Amazon Threat Causes Shakeout in the Health-Care Industry
Comment of the Day

October 27 2017

Commentary by Eoin Treacy

Amazon Threat Causes Shakeout in the Health-Care Industry

This article by Robert Langreth, Jared S Hopkins, and Spencer Soper for Bloomberg may be of interest to subscribers. Here is a section:

Analysts have speculated that Amazon could soon enter the business of selling prescription drugs, threatening to disrupt retail drugstores, drug wholesalers, and the pharmacy-benefits management business. While Amazon has never publicly commented on what its plans may be, CNBC reported this month that the Internet giant could make a decision about selling drugs online by Thanksgiving. The network didn’t name its sources.

McKesson slid 5.2 percent at 4 p.m. in New York, while AmerisourceBergen shares fell 4.2 percent and Express Scripts sank 3.7 percent following the report on Amazon’s state licenses by the St. Louis Post-Dispatch.

Bloomberg News confirmed that Amazon had obtained wholesale-pharmacy licenses in at least 13 states, including Nevada, Idaho, Arizona, North Dakota, Oregon, Alabama, Louisiana, New Jersey, Michigan, Connecticut, New Hampshire, Utah and Iowa. An application is pending in Maine. Some of the licenses were obtained late last year and some this year.

Eoin Treacy's view

Amazon doesn’t make money from shipping products in the USA and makes a loss on doing the same elsewhere which helps to explain why it can continue to grow market share at the expense of conventional companies. It depends on its webservices business to provide profits even though the online retail business accounts for the vast majority of turnover. However, it is the fact that Amazon has leeched earnings from other sectors to feed its revenue growth which is what investors are betting on which has contributed to the consistency of the advance since 2015. 

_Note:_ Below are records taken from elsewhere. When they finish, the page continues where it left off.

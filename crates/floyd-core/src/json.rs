//! Conversions between `Value` and the generic JSON tree.
//!
//! Encoding is plain per variant (int → number, vector → array, …) and
//! therefore ambiguous on its own; decoding is type-directed — the caller
//! supplies the `TypeDesc` that picks the variant. The externally-visible
//! form is the `[TYPE, VALUE]` pair.

use std::collections::BTreeMap;

use crate::error::FloydError;
use crate::types::{typedesc_from_json, typedesc_to_json, TypeDesc, TypeJsonMode};
use crate::value::Value;

/// Encode a value as its plain JSON payload.
///
/// `mode` only matters for typeid payloads; everything else encodes the
/// same way in both modes. NaN/Infinity doubles cannot be represented and
/// are a fatal error.
pub fn value_to_json(val: &Value, mode: TypeJsonMode) -> Result<serde_json::Value, FloydError> {
    use serde_json::Value as J;
    match val {
        Value::Undefined | Value::Any | Value::Void => Ok(J::Null),
        Value::Bool(b) => Ok(J::Bool(*b)),
        Value::Int(n) => Ok(J::Number((*n).into())),
        Value::Double(d) => serde_json::Number::from_f64(*d)
            .map(J::Number)
            .ok_or_else(|| FloydError::eval("cannot encode NaN/Infinity as JSON")),
        Value::String(s) => Ok(J::String((**s).clone())),
        Value::Json(j) => Ok((**j).clone()),
        Value::Typeid(t) => typedesc_to_json(t, mode),
        Value::Struct(s) => {
            let members: Result<Vec<J>, FloydError> =
                s.members.iter().map(|m| value_to_json(m, mode)).collect();
            Ok(J::Array(members?))
        }
        Value::Vector(v) => {
            let elements: Result<Vec<J>, FloydError> =
                v.elements.iter().map(|e| value_to_json(e, mode)).collect();
            Ok(J::Array(elements?))
        }
        Value::Dict(d) => {
            let mut obj = serde_json::Map::new();
            for (k, v) in &d.entries {
                obj.insert(k.clone(), value_to_json(v, mode)?);
            }
            Ok(J::Object(obj))
        }
        Value::Function(f) => Ok(J::Number(f.function_id.into())),
    }
}

/// Decode a value from its plain JSON payload, directed by `expected_type`.
pub fn json_to_value(
    expected_type: &TypeDesc,
    json: &serde_json::Value,
) -> Result<Value, FloydError> {
    use serde_json::Value as J;
    match expected_type {
        TypeDesc::Undefined => Ok(Value::make_undefined()),
        TypeDesc::Any => Ok(Value::make_any()),
        TypeDesc::Void => Ok(Value::make_void()),
        TypeDesc::Bool => match json {
            J::Bool(b) => Ok(Value::make_bool(*b)),
            other => Err(FloydError::decode(format!("expected bool, got {other}"))),
        },
        TypeDesc::Int => json
            .as_i64()
            .map(Value::make_int)
            .ok_or_else(|| FloydError::decode(format!("expected int, got {json}"))),
        TypeDesc::Double => json
            .as_f64()
            .map(Value::make_double)
            .ok_or_else(|| FloydError::decode(format!("expected double, got {json}"))),
        TypeDesc::String => match json {
            J::String(s) => Ok(Value::make_string(s.clone())),
            other => Err(FloydError::decode(format!("expected string, got {other}"))),
        },
        TypeDesc::Json => Ok(Value::make_json(json.clone())),
        TypeDesc::Typeid => Ok(Value::make_typeid(typedesc_from_json(json)?)),
        TypeDesc::Struct(def) => {
            let members_json = json
                .as_array()
                .ok_or_else(|| FloydError::decode("struct value must be an array"))?;
            if members_json.len() != def.members.len() {
                return Err(FloydError::decode(format!(
                    "struct value has {} members, definition has {}",
                    members_json.len(),
                    def.members.len()
                )));
            }
            let mut members = Vec::with_capacity(members_json.len());
            for (m, j) in def.members.iter().zip(members_json.iter()) {
                members.push(json_to_value(&m.member_type, j)?);
            }
            Ok(Value::make_struct(def.clone(), members))
        }
        TypeDesc::Vector(element_type) => {
            let elements_json = json
                .as_array()
                .ok_or_else(|| FloydError::decode("vector value must be an array"))?;
            let elements: Result<Vec<Value>, FloydError> = elements_json
                .iter()
                .map(|j| json_to_value(element_type, j))
                .collect();
            Ok(Value::make_vector((**element_type).clone(), elements?))
        }
        TypeDesc::Dict(value_type) => {
            let obj = json
                .as_object()
                .ok_or_else(|| FloydError::decode("dict value must be an object"))?;
            let mut entries = BTreeMap::new();
            for (k, j) in obj {
                entries.insert(k.clone(), json_to_value(value_type, j)?);
            }
            Ok(Value::make_dict((**value_type).clone(), entries))
        }
        TypeDesc::Function { .. } => {
            let id = json
                .as_i64()
                .ok_or_else(|| FloydError::decode("function value must be a numeric id"))?;
            Ok(Value::make_function(expected_type.clone(), id))
        }
        TypeDesc::Unresolved(name) => Err(FloydError::decode(format!(
            "cannot decode a value of unresolved type '{name}'"
        ))),
    }
}

/// Encode a value as the externally-visible `[TYPE, VALUE]` pair.
pub fn value_and_type_to_json(val: &Value) -> Result<serde_json::Value, FloydError> {
    Ok(serde_json::Value::Array(vec![
        typedesc_to_json(&val.get_type(), TypeJsonMode::Resolved)?,
        value_to_json(val, TypeJsonMode::Resolved)?,
    ]))
}

/// Decode a `[TYPE, VALUE]` pair back into a value.
pub fn json_to_value_and_type(json: &serde_json::Value) -> Result<Value, FloydError> {
    let pair = json
        .as_array()
        .filter(|a| a.len() == 2)
        .ok_or_else(|| FloydError::decode("typed value must be a [TYPE, VALUE] pair"))?;
    let t = typedesc_from_json(&pair[0])?;
    json_to_value(&t, &pair[1])
}

#[cfg(test)]
mod tests {
    use std::rc::Rc;

    use super::*;
    use crate::types::{Member, StructDef};

    fn round_trip(v: &Value) -> Value {
        let json = value_and_type_to_json(v).unwrap();
        json_to_value_and_type(&json).unwrap()
    }

    #[test]
    fn test_round_trip_scalars() {
        for v in [
            Value::make_undefined(),
            Value::make_void(),
            Value::make_bool(true),
            Value::make_int(-42),
            Value::make_double(2.5),
            Value::make_string("hello"),
        ] {
            assert_eq!(round_trip(&v), v);
        }
    }

    #[test]
    fn test_round_trip_json_variant() {
        let v = Value::make_json(serde_json::json!({"a": [1, 2], "b": "x"}));
        assert_eq!(round_trip(&v), v);
    }

    #[test]
    fn test_round_trip_typeid() {
        let v = Value::make_typeid(TypeDesc::make_vector(TypeDesc::String));
        assert_eq!(round_trip(&v), v);
    }

    #[test]
    fn test_round_trip_nested_composites() {
        let def = Rc::new(StructDef::new(vec![
            Member::new(TypeDesc::Int, "x"),
            Member::new(TypeDesc::String, "label"),
        ]));
        let s = Value::make_struct(
            def.clone(),
            vec![Value::make_int(3), Value::make_string("p")],
        );
        let vec_of_struct = Value::make_vector(TypeDesc::make_struct(def), vec![s.clone(), s]);
        assert_eq!(round_trip(&vec_of_struct), vec_of_struct);

        let dict_of_vec = Value::make_dict(
            TypeDesc::make_vector(TypeDesc::Int),
            [(
                "k".to_string(),
                Value::make_vector(TypeDesc::Int, vec![Value::make_int(1)]),
            )]
            .into_iter()
            .collect(),
        );
        assert_eq!(round_trip(&dict_of_vec), dict_of_vec);
    }

    #[test]
    fn test_function_round_trips_by_id() {
        let t = TypeDesc::make_function(TypeDesc::Int, vec![TypeDesc::Int]);
        let f = Value::make_function(t, 7);
        // Identity of behavior is not preserved — only the id is.
        assert_eq!(round_trip(&f), f);
    }

    #[test]
    fn test_nan_double_is_fatal() {
        let v = Value::make_double(f64::NAN);
        assert!(value_to_json(&v, TypeJsonMode::Resolved).is_err());
    }

    #[test]
    fn test_decode_wrong_payload_is_fatal() {
        assert!(json_to_value(&TypeDesc::Int, &serde_json::json!("not a number")).is_err());
        assert!(json_to_value(&TypeDesc::Bool, &serde_json::json!(1)).is_err());
        let def = Rc::new(StructDef::new(vec![Member::new(TypeDesc::Int, "x")]));
        assert!(json_to_value(
            &TypeDesc::make_struct(def),
            &serde_json::json!([1, 2])
        )
        .is_err());
    }

    #[test]
    fn test_struct_value_encodes_as_member_array() {
        let def = Rc::new(StructDef::new(vec![
            Member::new(TypeDesc::Int, "x"),
            Member::new(TypeDesc::Int, "y"),
        ]));
        let s = Value::make_struct(def, vec![Value::make_int(1), Value::make_int(2)]);
        let json = value_to_json(&s, TypeJsonMode::Resolved).unwrap();
        assert_eq!(json, serde_json::json!([1, 2]));
    }
}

In many respects Amazon is the epitome of the trend of disintermediation which has been underway since the late 1990s.  The share paused in the region of $1000 since June and in that time closed the overextension relative to the trend mean. Today’s upward dynamic reasserts medium-term demand dominance and a sustained move below the MA would be required to question medium-term scope for additional upside. 

Google/Alphabet has a similar pattern, pausing near $1000 over the last few months. Today’s clear upward dynamic reasserts demand dominance; provided the breakout is sustained. 

Microsoft surged to a new high in an acceleration of what was already an impressive uptrend year-to-date. It is approximately 20% overextended relative to the trend mean at present so risk of some consolidation is increasing. 

Facebook remains in a consistent step sequence uptrend and rallied today to reverse the week’s earlier decline. 

Quite why anyone would settle for an iPhone 8 when the gadget laden X is on the way is something of a mystery but helps to explain why Apple is seeing demand for its 10th anniversary edition surging. The share has paused in the region of $160 since May, while sustaining its upward bias and a sustained move below the trend mean would be required to question medium-term scope for additional upside. 

Personally, I’m a little reticent to buy the new iPhone because I’ve broken the screen on just about every one I’ve owned and the X has glass on both the front and back. I’m more than happy to wait and see what the customer experience is before dropping $1000 on a phone. 

The Nasdaq-100 lost momentum this year but today’s emphatic break above 6000 reasserts the medium-term uptrend and increases the potential that the Index will experience an additional up-leg and potentially even accelerate higher. 

The confluence of his CAPE ratios, procyclical fiscal policies, earnings agnostic passive investing and risk parity strategies and the dominance of a relatively small number of companies suggests we are entering the third psychological perception of this medium-term bull market.